Targeted Magnetic Resonance Imaging and Modulation of Hypoxia with Multifunctional Hyaluronic Acid‐MnO2 Nanoparticles in Glioma

Manganese dioxide (MnO2)‐based nanoparticles are a promising tumor microenvironment‐responsive nanotheranostic carrier for targeted magnetic resonance imaging (MRI) and for alleviating tumor hypoxia. However, the complexity and potential toxicity of the present common synthesis methods limit their clinical application. Herein, multifunctional hyaluronic acid‐MnO2 nanoparticles (HA‐MnO2 NPs) are synthesized in a simple way by directly mixing sodium permanganate with HA aqueous solutions, which serve as both a reducing agent and a surface‐coating material. The obtained HA‐MnO2 NPs show an improved water‐dispersibility, fine colloidal stability, low toxicity, and responsiveness to the tumor microenvironment (high H2O2 and high glutathione, low pH). After intravenous injection, HA‐MnO2 NPs exhibit a high imaging sensitivity for detecting rat intracranial glioma with MRI for a prolonged period of up to 3 d. These nanoparticles also effectively alleviate the tumor hypoxia in a rat model of intracranial glioma. The downregulation of VEGF and HIF‐1α expression in intracranial glioma validates the sustained attenuation effect of HA‐MnO2 NPs on tumor hypoxia.
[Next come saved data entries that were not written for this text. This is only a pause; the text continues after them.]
//! Statement templating.
//!
//! Operators configure statement scripts per role, e.g.
//!
//! ```text
//! CREATE USER '{{username}}' IDENTIFIED WITH plaintext_password '{{password}}';
//! GRANT SELECT ON db.* TO '{{username}}';
//! ```
//!
//! Each script is split on `;`, trimmed, stripped of empty pieces and has
//! its `{{name}}` placeholders replaced. Placeholders this module does not
//! know about are left in place; the database then rejects the statement.
//!
//! The driver cannot bind parameters in user-administration DDL, so values
//! are spliced into the text. Templates are trusted operator input; values
//! are not, and are escaped for a single-quoted string literal before they
//! are substituted.

use std::fmt;

use zeroize::Zeroizing;

/// Placeholder for the generated or existing username (legacy alias).
pub const NAME: &str = "name";
/// Placeholder for the generated or existing username.
pub const USERNAME: &str = "username";
/// Placeholder for the password being set.
pub const PASSWORD: &str = "password";
/// Placeholder for the credential expiration timestamp.
pub const EXPIRATION: &str = "expiration";
/// Placeholder for the resolved cluster name.
pub const CLUSTER: &str = "cluster";

/// Named values available to a statement script.
///
/// Values are wiped from memory when the parameters are dropped.
#[derive(Default)]
pub struct QueryParams {
    values: Vec<(&'static str, Zeroizing<String>)>,
}

impl QueryParams {
    /// Empty parameter set.
    #[must_use]
    pub fn new() -> Self {
        Self::default()
    }

    /// Add or replace a value.
    #[must_use]
    pub fn with(mut self, key: &'static str, value: &str) -> Self {
        self.values.retain(|(k, _)| *k != key);
        self.values.push((key, Zeroizing::new(value.to_string())));
        self
    }

    /// Look up a value.
    #[must_use]
    pub fn get(&self, key: &str) -> Option<&str> {
        self.values
            .iter()
            .find(|(k, _)| *k == key)
            .map(|(_, v)| v.as_str())
    }

    /// Parameter names, in insertion order.
    pub fn keys(&self) -> impl Iterator<Item = &'static str> + '_ {
        self.values.iter().map(|(k, _)| *k)
    }
}

impl fmt::Debug for QueryParams {
    fn fmt(&self, f: &mut fmt::Formatter<'_>) -> fmt::Result {
        f.debug_list().entries(self.keys()).finish()
    }
}

/// Split a script into trimmed, non-empty statements in written order.
pub fn split_statements(script: &str) -> impl Iterator<Item = &str> {
    script.split(';').map(str::trim).filter(|s| !s.is_empty())
}

/// Escape a value for use inside a single-quoted ClickHouse string literal.
#[must_use]
pub fn escape_literal(value: &str) -> String {
    let mut out = String::with_capacity(value.len());
    for c in value.chars() {
        match c {
            '\\' => out.push_str("\\\\"),
            '\'' => out.push_str("\\'"),
            _ => out.push(c),
        }
    }
    out
}

/// Replace `{{key}}` placeholders in a single pass.
///
/// Substituted text is never rescanned, so a value that itself looks like
/// a placeholder stays literal.
pub(crate) fn substitute(template: &str, values: &[(&str, &str)]) -> String {
    let mut out = String::with_capacity(template.len());
    let mut rest = template;
    while let Some(start) = rest.find("{{") {
        out.push_str(&rest[..start]);
        let after = &rest[start + 2..];
        let Some(end) = after.find("}}") else {
            out.push_str(&rest[start..]);
            return out;
        };
        let key = &after[..end];
        match values.iter().find(|(k, _)| *k == key) {
            Some((_, value)) => out.push_str(value),
            None => {
                out.push_str("{{");
                out.push_str(key);
                out.push_str("}}");
            }
        }
        rest = &after[end + 2..];
    }
    out.push_str(rest);
    out
}

/// Render one statement with escaped parameter values.
#[must_use]
pub fn render(statement: &str, params: &QueryParams) -> Zeroizing<String> {
    let escaped: Vec<(&str, Zeroizing<String>)> = params
        .values
        .iter()
        .map(|(k, v)| (*k, Zeroizing::new(escape_literal(v))))
        .collect();
    let pairs: Vec<(&str, &str)> = escaped.iter().map(|(k, v)| (*k, v.as_str())).collect();
    Zeroizing::new(substitute(statement, &pairs))
}

/// Expand every script into executable statements, preserving order.
#[must_use]
pub fn expand<S: AsRef<str>>(scripts: &[S], params: &QueryParams) -> Vec<Zeroizing<String>> {
    scripts
        .iter()
        .flat_map(|script| split_statements(script.as_ref()))
        .map(|statement| render(statement, params))
        .collect()
}

#[cfg(test)]
mod tests {
    use super::*;

    fn params() -> QueryParams {
        QueryParams::new()
            .with(NAME, "v-app")
            .with(USERNAME, "v-app")
            .with(PASSWORD, "pw")
            .with(CLUSTER, "main")
    }

    #[test]
    fn test_split_drops_empty_and_trims() {
        let parts: Vec<&str> = split_statements("  A ;; B;\n C ;  ").collect();
        assert_eq!(parts, vec!["A", "B", "C"]);
    }

    #[test]
    fn test_expand_preserves_order_across_scripts() {
        let scripts = vec![
            "CREATE USER '{{username}}' IDENTIFIED BY '{{password}}'; GRANT SELECT ON *.* TO '{{name}}'"
                .to_string(),
            "SET ROLE r ON CLUSTER '{{cluster}}';".to_string(),
        ];
        let out: Vec<String> = expand(&scripts, &params())
            .iter()
            .map(|s| s.to_string())
            .collect();
        assert_eq!(
            out,
            vec![
                "CREATE USER 'v-app' IDENTIFIED BY 'pw'",
                "GRANT SELECT ON *.* TO 'v-app'",
                "SET ROLE r ON CLUSTER 'main'",
            ]
        );
    }

    #[test]
    fn test_unknown_placeholder_left_in_place() {
        let out = render("ALTER USER '{{username}}' VALID UNTIL '{{expiration}}'", &params());
        assert_eq!(out.as_str(), "ALTER USER 'v-app' VALID UNTIL '{{expiration}}'");
    }

    #[test]
    fn test_values_escaped() {
        let p = QueryParams::new().with(PASSWORD, r"it's\bad");
        let out = render("'{{password}}'", &p);
        assert_eq!(out.as_str(), r"'it\'s\\bad'");
    }

    #[test]
    fn test_value_not_rescanned() {
        let p = QueryParams::new()
            .with(USERNAME, "{{password}}")
            .with(PASSWORD, "secret");
        let out = render("{{username}}", &p);
        assert_eq!(out.as_str(), "{{password}}");
    }

    #[test]
    fn test_unterminated_placeholder_kept() {
        assert_eq!(substitute("a {{username", &[("username", "x")]), "a {{username");
    }

    #[test]
    fn test_with_replaces_existing() {
        let p = QueryParams::new().with(USERNAME, "a").with(USERNAME, "b");
        assert_eq!(p.get(USERNAME), Some("b"));
        assert_eq!(p.keys().count(), 1);
    }

    #[test]
    fn test_debug_shows_only_keys() {
        let debug = format!("{:?}", params());
        assert!(debug.contains("password"));
        assert!(!debug.contains("pw\""));
    }
}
These results show that HA‐MnO2 NPs can be used for sensitive, targeted MRI detection of gliomas and simultaneous attenuation of tumor hypoxia. Hyaluronic acid‐MnO2 nanoparticles (HA‐MnO2 NPs) with good biocompatibility and low toxicity are synthesized by a one‐step method. Mn2+ and O2 can be released from HA‐MnO2 NPs in response to tumor environment. The multifunctional HA‐MnO2 NPs allow for sensitive magnetic resonance imaging detection of glioma and simultaneous modulation of tumor hypoxia.